TASK OBJECTIVE:
Exactly as given, reproduce the records in full.

Records drawn from a dataset
* * * * * * *

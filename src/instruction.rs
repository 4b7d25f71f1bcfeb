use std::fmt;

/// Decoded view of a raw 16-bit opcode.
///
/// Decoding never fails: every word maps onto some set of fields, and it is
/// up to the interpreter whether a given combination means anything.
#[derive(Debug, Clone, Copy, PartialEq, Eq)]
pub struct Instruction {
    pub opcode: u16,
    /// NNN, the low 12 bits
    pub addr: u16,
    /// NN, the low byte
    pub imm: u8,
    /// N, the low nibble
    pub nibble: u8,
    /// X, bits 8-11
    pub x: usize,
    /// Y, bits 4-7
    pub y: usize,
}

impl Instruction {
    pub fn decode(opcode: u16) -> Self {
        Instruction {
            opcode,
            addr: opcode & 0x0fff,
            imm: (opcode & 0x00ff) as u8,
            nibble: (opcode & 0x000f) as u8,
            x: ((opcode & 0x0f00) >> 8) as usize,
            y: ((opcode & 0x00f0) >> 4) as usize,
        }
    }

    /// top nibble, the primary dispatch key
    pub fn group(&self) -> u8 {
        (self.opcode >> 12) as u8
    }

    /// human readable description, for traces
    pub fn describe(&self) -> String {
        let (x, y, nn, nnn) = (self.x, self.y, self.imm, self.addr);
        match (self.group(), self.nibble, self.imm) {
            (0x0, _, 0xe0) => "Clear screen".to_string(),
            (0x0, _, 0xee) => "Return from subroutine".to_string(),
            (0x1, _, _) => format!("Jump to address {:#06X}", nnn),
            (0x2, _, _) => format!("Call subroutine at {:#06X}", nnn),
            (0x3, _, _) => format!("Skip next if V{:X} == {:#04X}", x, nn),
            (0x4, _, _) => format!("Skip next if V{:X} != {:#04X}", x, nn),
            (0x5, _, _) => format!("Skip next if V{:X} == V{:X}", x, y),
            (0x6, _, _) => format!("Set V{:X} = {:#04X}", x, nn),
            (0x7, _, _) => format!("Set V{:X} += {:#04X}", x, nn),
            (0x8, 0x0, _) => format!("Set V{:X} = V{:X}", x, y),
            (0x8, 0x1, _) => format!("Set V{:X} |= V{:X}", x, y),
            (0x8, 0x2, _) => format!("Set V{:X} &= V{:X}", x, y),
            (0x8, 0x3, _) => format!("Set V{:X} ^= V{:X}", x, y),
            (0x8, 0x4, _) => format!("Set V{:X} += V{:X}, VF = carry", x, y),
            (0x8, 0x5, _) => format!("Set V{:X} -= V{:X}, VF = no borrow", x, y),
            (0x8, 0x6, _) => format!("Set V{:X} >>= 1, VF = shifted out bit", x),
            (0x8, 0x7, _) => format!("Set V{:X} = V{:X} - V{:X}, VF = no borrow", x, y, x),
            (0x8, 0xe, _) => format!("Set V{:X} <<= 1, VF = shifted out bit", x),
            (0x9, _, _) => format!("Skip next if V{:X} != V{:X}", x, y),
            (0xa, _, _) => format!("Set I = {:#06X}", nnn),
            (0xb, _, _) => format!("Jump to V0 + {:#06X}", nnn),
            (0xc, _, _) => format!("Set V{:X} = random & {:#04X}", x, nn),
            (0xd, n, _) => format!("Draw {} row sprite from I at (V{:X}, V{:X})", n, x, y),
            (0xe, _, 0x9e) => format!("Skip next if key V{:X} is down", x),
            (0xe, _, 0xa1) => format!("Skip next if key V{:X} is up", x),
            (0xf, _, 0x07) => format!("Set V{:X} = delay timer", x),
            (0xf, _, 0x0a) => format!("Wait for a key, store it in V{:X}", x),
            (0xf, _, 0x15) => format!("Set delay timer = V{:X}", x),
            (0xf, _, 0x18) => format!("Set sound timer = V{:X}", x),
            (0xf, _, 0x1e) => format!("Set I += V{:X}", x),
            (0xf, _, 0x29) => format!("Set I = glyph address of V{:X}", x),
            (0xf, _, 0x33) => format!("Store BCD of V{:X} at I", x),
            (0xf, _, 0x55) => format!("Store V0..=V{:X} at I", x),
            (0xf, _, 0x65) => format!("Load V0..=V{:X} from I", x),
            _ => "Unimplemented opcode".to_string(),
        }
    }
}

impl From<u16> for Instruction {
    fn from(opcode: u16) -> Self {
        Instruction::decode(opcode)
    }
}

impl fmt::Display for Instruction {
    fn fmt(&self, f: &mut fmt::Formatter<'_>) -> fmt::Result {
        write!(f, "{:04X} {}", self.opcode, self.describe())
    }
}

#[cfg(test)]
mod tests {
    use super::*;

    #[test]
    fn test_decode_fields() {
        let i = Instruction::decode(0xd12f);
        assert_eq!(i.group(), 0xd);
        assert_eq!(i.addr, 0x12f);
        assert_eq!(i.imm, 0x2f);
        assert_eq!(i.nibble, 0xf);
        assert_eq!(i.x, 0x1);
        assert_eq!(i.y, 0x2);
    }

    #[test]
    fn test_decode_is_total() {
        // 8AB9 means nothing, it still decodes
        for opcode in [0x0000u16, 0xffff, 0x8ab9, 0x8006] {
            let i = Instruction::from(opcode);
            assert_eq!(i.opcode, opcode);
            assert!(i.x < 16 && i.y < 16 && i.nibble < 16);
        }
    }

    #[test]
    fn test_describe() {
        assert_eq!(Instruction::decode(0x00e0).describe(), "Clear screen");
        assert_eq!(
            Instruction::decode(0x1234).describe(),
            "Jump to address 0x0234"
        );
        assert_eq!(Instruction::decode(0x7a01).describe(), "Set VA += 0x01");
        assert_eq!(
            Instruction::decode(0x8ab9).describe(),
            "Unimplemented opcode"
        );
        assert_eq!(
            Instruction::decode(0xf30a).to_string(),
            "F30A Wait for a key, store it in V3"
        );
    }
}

* * * * * * *

YOUR RESPONSE:
filename src/instruction.rs
repository 4b7d25f71f1bcfeb
use std::fmt;

/// Decoded view of a raw 16-bit opcode.
///
/// Decoding never fails: every word maps onto some set of fields, and it is
/// up to the interpreter whether a given combination means anything.
#[derive(Debug, Clone, Copy, PartialEq, Eq)]
pub struct Instruction {
    pub opcode: u16,
    /// NNN, the low 12 bits
    pub addr: u16,
    /// NN, the low byte
    pub imm: u8,
    /// N, the low nibble
    pub nibble: u8,
    /// X, bits 8-11
    pub x: usize,
    /// Y, bits 4-7
    pub y: usize,
}

impl Instruction {
    pub fn decode(opcode: u16) -> Self {
        Instruction {
            opcode,
            addr: opcode & 0x0fff,
            imm: (opcode & 0x00ff) as u8,
            nibble: (opcode & 0x000f) as u8,
            x: ((opcode & 0x0f00) >> 8) as usize,
            y: ((opcode & 0x00f0) >> 4) as usize,
        }
    }

    /// top nibble, the primary dispatch key
    pub fn group(&self) -> u8 {
        (self.opcode >> 12) as u8
    }

    /// human readable description, for traces
    pub fn describe(&self) -> String {
        let (x, y, nn, nnn) = (self.x, self.y, self.imm, self.addr);
        match (self.group(), self.nibble, self.imm) {
            (0x0, _, 0xe0) => "Clear screen".to_string(),
            (0x0, _, 0xee) => "Return from subroutine".to_string(),
            (0x1, _, _) => format!("Jump to address {:#06X}", nnn),
            (0x2, _, _) => format!("Call subroutine at {:#06X}", nnn),
            (0x3, _, _) => format!("Skip next if V{:X} == {:#04X}", x, nn),
            (0x4, _, _) => format!("Skip next if V{:X} != {:#04X}", x, nn),
            (0x5, _, _) => format!("Skip next if V{:X} == V{:X}", x, y),
            (0x6, _, _) => format!("Set V{:X} = {:#04X}", x, nn),
            (0x7, _, _) => format!("Set V{:X} += {:#04X}", x, nn),
            (0x8, 0x0, _) => format!("Set V{:X} = V{:X}", x, y),
            (0x8, 0x1, _) => format!("Set V{:X} |= V{:X}", x, y),
            (0x8, 0x2, _) => format!("Set V{:X} &= V{:X}", x, y),
            (0x8, 0x3, _) => format!("Set V{:X} ^= V{:X}", x, y),
            (0x8, 0x4, _) => format!("Set V{:X} += V{:X}, VF = carry", x, y),
            (0x8, 0x5, _) => format!("Set V{:X} -= V{:X}, VF = no borrow", x, y),
            (0x8, 0x6, _) => format!("Set V{:X} >>= 1, VF = shifted out bit", x),
            (0x8, 0x7, _) => format!("Set V{:X} = V{:X} - V{:X}, VF = no borrow", x, y, x),
            (0x8, 0xe, _) => format!("Set V{:X} <<= 1, VF = shifted out bit", x),
            (0x9, _, _) => format!("Skip next if V{:X} != V{:X}", x, y),
            (0xa, _, _) => format!("Set I = {:#06X}", nnn),
            (0xb, _, _) => format!("Jump to V0 + {:#06X}", nnn),
            (0xc, _, _) => format!("Set V{:X} = random & {:#04X}", x, nn),
            (0xd, n, _) => format!("Draw {} row sprite from I at (V{:X}, V{:X})", n, x, y),
            (0xe, _, 0x9e) => format!("Skip next if key V{:X} is down", x),
            (0xe, _, 0xa1) => format!("Skip next if key V{:X} is up", x),
            (0xf, _, 0x07) => format!("Set V{:X} = delay timer", x),
            (0xf, _, 0x0a) => format!("Wait for a key, store it in V{:X}", x),
            (0xf, _, 0x15) => format!("Set delay timer = V{:X}", x),
            (0xf, _, 0x18) => format!("Set sound timer = V{:X}", x),
            (0xf, _, 0x1e) => format!("Set I += V{:X}", x),
            (0xf, _, 0x29) => format!("Set I = glyph address of V{:X}", x),
            (0xf, _, 0x33) => format!("Store BCD of V{:X} at I", x),
            (0xf, _, 0x55) => format!("Store V0..=V{:X} at I", x),
            (0xf, _, 0x65) => format!("Load V0..=V{:X} from I", x),
            _ => "Unimplemented opcode".to_string(),
        }
    }
}

impl From<u16> for Instruction {
    fn from(opcode: u16) -> Self {
        Instruction::decode(opcode)
    }
}

impl fmt::Display for Instruction {
    fn fmt(&self, f: &mut fmt::Formatter<'_>) -> fmt::Result {
        write!(f, "{:04X} {}", self.opcode, self.describe())
    }
}

#[cfg(test)]
mod tests {
    use super::*;

    #[test]
    fn test_decode_fields() {
        let i = Instruction::decode(0xd12f);
        assert_eq!(i.group(), 0xd);
        assert_eq!(i.addr, 0x12f);
        assert_eq!(i.imm, 0x2f);
        assert_eq!(i.nibble, 0xf);
        assert_eq!(i.x, 0x1);
        assert_eq!(i.y, 0x2);
    }

    #[test]
    fn test_decode_is_total() {
        // 8AB9 means nothing, it still decodes
        for opcode in [0x0000u16, 0xffff, 0x8ab9, 0x8006] {
            let i = Instruction::from(opcode);
            assert_eq!(i.opcode, opcode);
            assert!(i.x < 16 && i.y < 16 && i.nibble < 16);
        }
    }

    #[test]
    fn test_describe() {
        assert_eq!(Instruction::decode(0x00e0).describe(), "Clear screen");
        assert_eq!(
            Instruction::decode(0x1234).describe(),
            "Jump to address 0x0234"
        );
        assert_eq!(Instruction::decode(0x7a01).describe(), "Set VA += 0x01");
        assert_eq!(
            Instruction::decode(0x8ab9).describe(),
            "Unimplemented opcode"
        );
        assert_eq!(
            Instruction::decode(0xf30a).to_string(),
            "F30A Wait for a key, store it in V3"
        );
    }
}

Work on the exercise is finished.